[Your instructions] Below are records; how many of their lines contain "crates"? Give the number and no other words.

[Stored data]
//! Handlers for the todo commands.
//!
//! Most commands are reachable two ways: with the todo id in the path, or
//! with a `todoID` field in the JSON body (the older RPC-style endpoints).

use axum::extract::State;
use axum::http::StatusCode;
use axum::response::IntoResponse;
use axum::Json;
use serde::Deserialize;
use todo_core::commands::{self, DeleteTodo, ReopenTodo, UpdateTodoDetails};
use todo_core::error::CoreError;
use todo_core::todo::{CompletionDetails, DetailsPatch, NewTodo, ReopenDetails};
use todo_core::types::TodoId;

use crate::error::AppResult;
use crate::extract::{JsonBody, QueryParams, TodoPath};
use crate::state::AppState;

/// Body of `POST /mark-todo-as-completed`.
#[derive(Debug, Default, Deserialize)]
pub struct MarkCompletedRequest {
    #[serde(rename = "todoID")]
    pub todo_id: Option<TodoId>,
    #[serde(flatten)]
    pub details: CompletionDetails,
}

// ---------------------------------------------------------------------------
// Create / update
// ---------------------------------------------------------------------------

/// POST /api/v1/create-todo
pub async fn create_todo(
    State(state): State<AppState>,
    JsonBody(input): JsonBody<NewTodo>,
) -> AppResult<impl IntoResponse> {
    let todo = commands::create_todo(state.store.as_ref(), input).await?;
    Ok(Json(todo))
}

/// PATCH /api/v1/todos/{todo_id}
pub async fn update_todo(
    State(state): State<AppState>,
    TodoPath(todo_id): TodoPath,
    JsonBody(patch): JsonBody<DetailsPatch>,
) -> AppResult<impl IntoResponse> {
    let input = UpdateTodoDetails {
        todo_id: Some(todo_id),
        patch,
    };
    let todo = commands::update_todo_details(state.store.as_ref(), input).await?;
    Ok(Json(todo))
}

/// POST /api/v1/update-todo-details
pub async fn update_todo_details(
    State(state): State<AppState>,
    JsonBody(input): JsonBody<UpdateTodoDetails>,
) -> AppResult<impl IntoResponse> {
    let todo = commands::update_todo_details(state.store.as_ref(), input).await?;
    Ok(Json(todo))
}

// ---------------------------------------------------------------------------
// Complete / reopen
// ---------------------------------------------------------------------------

/// POST /api/v1/todos/{todo_id}/complete
pub async fn mark_completed(
    State(state): State<AppState>,
    TodoPath(todo_id): TodoPath,
    JsonBody(details): JsonBody<CompletionDetails>,
) -> AppResult<impl IntoResponse> {
    let todo = commands::mark_todo_completed(state.store.as_ref(), todo_id, details).await?;
    Ok(Json(todo))
}

/// POST /api/v1/mark-todo-as-completed
pub async fn mark_completed_by_body(
    State(state): State<AppState>,
    JsonBody(input): JsonBody<MarkCompletedRequest>,
) -> AppResult<impl IntoResponse> {
    let todo_id = input.todo_id.ok_or_else(|| {
        CoreError::Validation("Todo ID is required to mark a todo as completed.".to_string())
    })?;
    let todo =
        commands::mark_todo_completed(state.store.as_ref(), todo_id, input.details).await?;
    Ok(Json(todo))
}

/// POST /api/v1/mark-todo-as-reopened/{todo_id}
pub async fn mark_reopened(
    State(state): State<AppState>,
    TodoPath(todo_id): TodoPath,
    JsonBody(details): JsonBody<ReopenDetails>,
) -> AppResult<impl IntoResponse> {
    let input = ReopenTodo {
        todo_id: Some(todo_id),
        details,
    };
    let todo = commands::mark_todo_reopened(state.store.as_ref(), input).await?;
    Ok(Json(todo))
}

/// POST /api/v1/mark-todo-as-reopened
pub async fn mark_reopened_by_body(
    State(state): State<AppState>,
    JsonBody(input): JsonBody<ReopenTodo>,
) -> AppResult<impl IntoResponse> {
    let todo = commands::mark_todo_reopened(state.store.as_ref(), input).await?;
    Ok(Json(todo))
}

// ---------------------------------------------------------------------------
// Delete
// ---------------------------------------------------------------------------

/// DELETE /api/v1/todos/{todo_id}
///
/// Optional `deletionReason`, `deletionComment`, `confirmDeletion` and
/// `retainForDays` query parameters are recorded in the log only.
pub async fn delete_todo(
    State(state): State<AppState>,
    TodoPath(todo_id): TodoPath,
    QueryParams(mut input): QueryParams<DeleteTodo>,
) -> AppResult<impl IntoResponse> {
    input.todo_id = Some(todo_id);
    let receipt = commands::delete_todo(state.store.as_ref(), input).await?;

    tracing::debug!(deleted_id = %receipt.deleted_id, "Delete receipt issued");

    Ok(StatusCode::NO_CONTENT)
}
//! Domain core for the todo service.
//!
//! Holds the [`todo::Todo`] entity and its lifecycle rules, the mutating
//! [`commands`], the query-side [`read_models`], and the [`store::TodoStore`]
//! gateway every operation persists through. Nothing in here knows about
//! HTTP or SQL.

pub mod commands;
pub mod error;
pub mod read_models;
pub mod store;
pub mod todo;
pub mod types;
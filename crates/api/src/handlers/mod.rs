pub mod read_models;
pub mod todos;
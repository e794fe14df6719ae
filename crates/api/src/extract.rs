//! Request extractors that reject with [`AppError`] instead of axum's
//! plain-text rejections, so every failure carries the JSON error body.

use axum::body::Bytes;
use axum::extract::{FromRequest, FromRequestParts, Path, Query, Request};
use axum::http::request::Parts;
use serde::de::DeserializeOwned;
use todo_core::types::TodoId;

use crate::error::AppError;

/// JSON request body. An empty body deserializes to `T::default()`, so
/// endpoints whose fields are all optional accept a bare POST.
#[derive(Debug, Clone, Default)]
pub struct JsonBody<T>(pub T);

impl<S, T> FromRequest<S> for JsonBody<T>
where
    S: Send + Sync,
    T: DeserializeOwned + Default,
{
    type Rejection = AppError;

    async fn from_request(req: Request, state: &S) -> Result<Self, Self::Rejection> {
        let bytes = Bytes::from_request(req, state)
            .await
            .map_err(|e| AppError::BadRequest(e.body_text()))?;

        if bytes.iter().all(u8::is_ascii_whitespace) {
            return Ok(Self(T::default()));
        }

        serde_json::from_slice(&bytes)
            .map(Self)
            .map_err(|e| AppError::BadRequest(format!("Invalid JSON body: {e}")))
    }
}

/// The `{todo_id}` path segment, parsed as a UUID.
#[derive(Debug, Clone, Copy)]
pub struct TodoPath(pub TodoId);

impl<S> FromRequestParts<S> for TodoPath
where
    S: Send + Sync,
{
    type Rejection = AppError;

    async fn from_request_parts(parts: &mut Parts, state: &S) -> Result<Self, Self::Rejection> {
        let Path(todo_id) = Path::<TodoId>::from_request_parts(parts, state)
            .await
            .map_err(|e| AppError::BadRequest(format!("Invalid todo id: {}", e.body_text())))?;
        Ok(Self(todo_id))
    }
}

/// Query string parameters.
#[derive(Debug, Clone)]
pub struct QueryParams<T>(pub T);

impl<S, T> FromRequestParts<S> for QueryParams<T>
where
    S: Send + Sync,
    T: DeserializeOwned,
{
    type Rejection = AppError;

    async fn from_request_parts(parts: &mut Parts, state: &S) -> Result<Self, Self::Rejection> {
        let Query(params) = Query::<T>::from_request_parts(parts, state)
            .await
            .map_err(|e| AppError::BadRequest(e.body_text()))?;
        Ok(Self(params))
    }
}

[Solution to this exercise] 2